Still operating with the ministers of his previous government, the prime minister said at the weekly Cabinet meeting: “I regret that the parties are still in the treetops. I hope that a way will be found soon to bring them down to the ground of reality so that together we can form a strong and stable government for the State of Israel that will continue to lead the country to new heights.”

Netanyahu’s Likud party finished tied with the Blue and White faction in the election with 35 seats each. President Reuven Rivlin, in his ceremonial capacity, gave the incumbent prime minister the nod over Blue and White leader Benny Gantz to form the next government because parties representing a majority of the Knesset told the president that they prefer the Likud.

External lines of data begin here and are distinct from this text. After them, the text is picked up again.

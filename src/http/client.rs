//! HTTP transport with rate limiting and proxy support
//!
//! Provides the reqwest-backed [`Transport`] that handles:
//! - Request spacing through the shared rate limiter
//! - Default headers and user agent
//! - Atomic proxy reconfiguration
//! - Response classification into not-found and status errors

use super::rate_limit::{RateLimiter, RateLimiterConfig};
use crate::error::{Error, Result};
use crate::request::RequestDescriptor;
use crate::types::{EntityKind, StringMap};
use async_trait::async_trait;
use reqwest::Client;
use serde::{Deserialize, Serialize};
use std::sync::{PoisonError, RwLock};
use std::time::Duration;
use tracing::debug;

/// Browser-like agent; the marketplace serves reduced pages to unknown agents
pub const DEFAULT_USER_AGENT: &str = "Mozilla/5.0 (Windows NT 10.0; Win64; x64) \
     AppleWebKit/537.36 (KHTML, like Gecko) Chrome/120.0.0.0 Safari/537.36";

// ============================================================================
// Transport Boundary
// ============================================================================

/// Raw response of one fetch
#[derive(Debug, Clone, PartialEq, Eq)]
pub struct FetchResponse {
    pub status: u16,
    pub text: String,
}

impl FetchResponse {
    /// Create a response
    pub fn new(status: u16, text: impl Into<String>) -> Self {
        Self {
            status,
            text: text.into(),
        }
    }

    /// 2xx status
    pub fn is_success(&self) -> bool {
        (200..300).contains(&self.status)
    }
}

/// Sends one request and returns the raw response.
///
/// Implementations report connection failures and timeouts as
/// [`Error::Network`]; any HTTP status is returned as a response.
#[async_trait]
pub trait Transport: Send + Sync {
    async fn fetch(&self, request: &RequestDescriptor) -> Result<FetchResponse>;
}

/// Turn a response into its body, or a not-found / status error
pub fn classify(response: FetchResponse, kind: EntityKind, identifier: &str) -> Result<String> {
    if response.is_success() {
        return Ok(response.text);
    }

    if response.status == 404 || response.text.to_ascii_lowercase().contains("not found") {
        return Err(Error::not_found(kind, identifier));
    }

    Err(Error::http_status(response.status, response.text))
}

// ============================================================================
// Configuration
// ============================================================================

/// Outbound proxy per scheme
#[derive(Debug, Clone, Default, PartialEq, Eq, Serialize, Deserialize)]
pub struct ProxyConfig {
    /// Proxy for plain HTTP requests
    #[serde(default)]
    pub http: Option<String>,
    /// Proxy for HTTPS requests
    #[serde(default)]
    pub https: Option<String>,
}

impl ProxyConfig {
    /// Same proxy for both schemes
    pub fn all(url: impl Into<String>) -> Self {
        let url = url.into();
        Self {
            http: Some(url.clone()),
            https: Some(url),
        }
    }

    /// No proxy for either scheme
    pub fn is_empty(&self) -> bool {
        self.http.is_none() && self.https.is_none()
    }
}

/// Configuration for the HTTP transport
#[derive(Debug, Clone)]
pub struct HttpClientConfig {
    /// Request timeout
    pub timeout: Duration,
    /// Rate limiter configuration, `None` to disable
    pub rate_limit: Option<RateLimiterConfig>,
    /// Default headers for all requests
    pub default_headers: StringMap,
    /// User agent string
    pub user_agent: String,
    /// Initial proxy
    pub proxy: Option<ProxyConfig>,
}

impl Default for HttpClientConfig {
    fn default() -> Self {
        Self {
            timeout: Duration::from_secs(30),
            rate_limit: Some(RateLimiterConfig::default()),
            default_headers: StringMap::new(),
            user_agent: DEFAULT_USER_AGENT.to_string(),
            proxy: None,
        }
    }
}

impl HttpClientConfig {
    /// Create a new config builder
    pub fn builder() -> HttpClientConfigBuilder {
        HttpClientConfigBuilder::default()
    }
}

/// Builder for HTTP client config
#[derive(Default)]
pub struct HttpClientConfigBuilder {
    config: HttpClientConfig,
}

impl HttpClientConfigBuilder {
    /// Set the request timeout
    pub fn timeout(mut self, timeout: Duration) -> Self {
        self.config.timeout = timeout;
        self
    }

    /// Space requests `delay` apart; zero disables limiting
    pub fn rate_limit_delay(mut self, delay: Duration) -> Self {
        self.config.rate_limit = RateLimiterConfig::from_delay(delay);
        self
    }

    /// Disable rate limiting
    pub fn no_rate_limit(mut self) -> Self {
        self.config.rate_limit = None;
        self
    }

    /// Add a default header
    pub fn header(mut self, key: impl Into<String>, value: impl Into<String>) -> Self {
        self.config.default_headers.insert(key.into(), value.into());
        self
    }

    /// Set user agent
    pub fn user_agent(mut self, agent: impl Into<String>) -> Self {
        self.config.user_agent = agent.into();
        self
    }

    /// Set the initial proxy
    pub fn proxy(mut self, proxy: ProxyConfig) -> Self {
        self.config.proxy = Some(proxy);
        self
    }

    /// Build the config
    pub fn build(self) -> HttpClientConfig {
        self.config
    }
}

// ============================================================================
// Transport
// ============================================================================

/// Client and the proxy it was built with, swapped together
#[derive(Debug, Clone)]
struct ClientSlot {
    client: Client,
    proxy: Option<ProxyConfig>,
}

/// reqwest-backed transport
pub struct HttpTransport {
    slot: RwLock<ClientSlot>,
    config: HttpClientConfig,
    rate_limiter: Option<RateLimiter>,
}

impl HttpTransport {
    /// Create a transport with default configuration
    pub fn new() -> Result<Self> {
        Self::with_config(HttpClientConfig::default())
    }

    /// Create a transport with custom configuration
    pub fn with_config(config: HttpClientConfig) -> Result<Self> {
        let client = build_client(&config, config.proxy.as_ref())?;
        let rate_limiter = config.rate_limit.as_ref().map(RateLimiter::new);

        Ok(Self {
            slot: RwLock::new(ClientSlot {
                client,
                proxy: config.proxy.clone(),
            }),
            config,
            rate_limiter,
        })
    }

    /// Replace the proxy; requests already in flight keep their client.
    ///
    /// `None` removes the proxy.
    pub fn set_proxy(&self, proxy: Option<ProxyConfig>) -> Result<()> {
        let proxy = proxy.filter(|p| !p.is_empty());
        let client = build_client(&self.config, proxy.as_ref())?;

        let mut slot = self.slot.write().unwrap_or_else(PoisonError::into_inner);
        *slot = ClientSlot { client, proxy };
        debug!("Proxy updated: {:?}", slot.proxy);
        Ok(())
    }

    /// Currently configured proxy
    pub fn proxy(&self) -> Option<ProxyConfig> {
        self.slot
            .read()
            .unwrap_or_else(PoisonError::into_inner)
            .proxy
            .clone()
    }

    /// Check if rate limiting is enabled
    pub fn has_rate_limiter(&self) -> bool {
        self.rate_limiter.is_some()
    }

    fn client(&self) -> Client {
        self.slot
            .read()
            .unwrap_or_else(PoisonError::into_inner)
            .client
            .clone()
    }
}

impl std::fmt::Debug for HttpTransport {
    fn fmt(&self, f: &mut std::fmt::Formatter<'_>) -> std::fmt::Result {
        f.debug_struct("HttpTransport")
            .field("config", &self.config)
            .field("has_rate_limiter", &self.rate_limiter.is_some())
            .finish_non_exhaustive()
    }
}

#[async_trait]
impl Transport for HttpTransport {
    async fn fetch(&self, request: &RequestDescriptor) -> Result<FetchResponse> {
        if let Some(ref limiter) = self.rate_limiter {
            limiter.wait().await;
        }

        let mut req = self
            .client()
            .request(request.method.into(), &request.url)
            .timeout(self.config.timeout);

        for (key, value) in &self.config.default_headers {
            req = req.header(key.as_str(), value.as_str());
        }
        for (key, value) in &request.headers {
            req = req.header(key.as_str(), value.as_str());
        }
        if let Some(ref body) = request.body {
            req = req.body(body.clone());
        }

        debug!("{} {}", request.method, request.url);
        let response = req.send().await.map_err(|e| transport_error(&request.url, &e))?;
        let status = response.status().as_u16();
        let text = response
            .text()
            .await
            .map_err(|e| transport_error(&request.url, &e))?;

        debug!("{} {} -> {} ({} bytes)", request.method, request.url, status, text.len());
        Ok(FetchResponse { status, text })
    }
}

fn build_client(config: &HttpClientConfig, proxy: Option<&ProxyConfig>) -> Result<Client> {
    let mut builder = Client::builder()
        .timeout(config.timeout)
        .user_agent(&config.user_agent)
        .gzip(true);

    if let Some(proxy) = proxy {
        match (&proxy.http, &proxy.https) {
            (Some(http), Some(https)) if http == https => {
                builder = builder.proxy(reqwest::Proxy::all(http.as_str())?);
            }
            (http, https) => {
                if let Some(http) = http {
                    builder = builder.proxy(reqwest::Proxy::http(http.as_str())?);
                }
                if let Some(https) = https {
                    builder = builder.proxy(reqwest::Proxy::https(https.as_str())?);
                }
            }
        }
    }

    Ok(builder.build()?)
}

fn transport_error(url: &str, e: &reqwest::Error) -> Error {
    if e.is_timeout() {
        Error::network(format!("Request to {url} timed out"))
    } else {
        Error::network(format!("Request to {url} failed: {e}"))
    }
}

Common wisdom and the historic track record indicate that parties are likely to fall in line before time runs out next week. If, however, that scenario does not play out, Rivlin would give MK Gantz a crack, and if he fails, Israelis could find themselves going back to the polls.

Seeking legal immunity

Netanyahu finds himself in a position to form a new government despite criminal indictments which are pending against him in three cases.

Channel 12 news reported comments made by the prime minister that he intended to advance legislation that would grant him legal immunity as long as he remains premier.

“After I complete my term, I will address my legal affairs. Israel’s citizens knew what my situation was and elected me,” he reportedly said.

“If I were thinking of my personal good, I would conduct my trial as prime minister, not as a private citizen, but I realize that it would not be for the good of the state,” Netanyahu added, according to Channel 12.

The process of forming a governing majority includes reaching an agreement on policy guidelines with each of the coalition partners.

Likud sources say that in order to prevent additional confrontations with potential partners who object to the immunity legislation, the prime minister’s ambition to pass the bill might not be included specifically in the policy guidelines. Criticism of such a law has also come from some members of Netanyahu’s own party.

Other demands reportedly being made in the coalition negotiations include the call by the Union of Right-Wing Parties (URP) to remove military authority from the day-to-day life of Israelis in Judea and Samaria. The objective of such a move would be to transfer authority to Israeli civilian bodies instead and thereby carry out a de facto imposition of Israeli law on the Jewish communities of Judea and Samaria.

Also in the government formation talks, religious-secular tensions still exist between Haredi Orthodox factions and the Yisrael Beytenu party which objects to what it views as religious coercion.

The prime minister is faced, as well, with the task of placating Knesset members from the Likud and the coalition partners by appointing them to prestigious ministerial and parliamentary positions.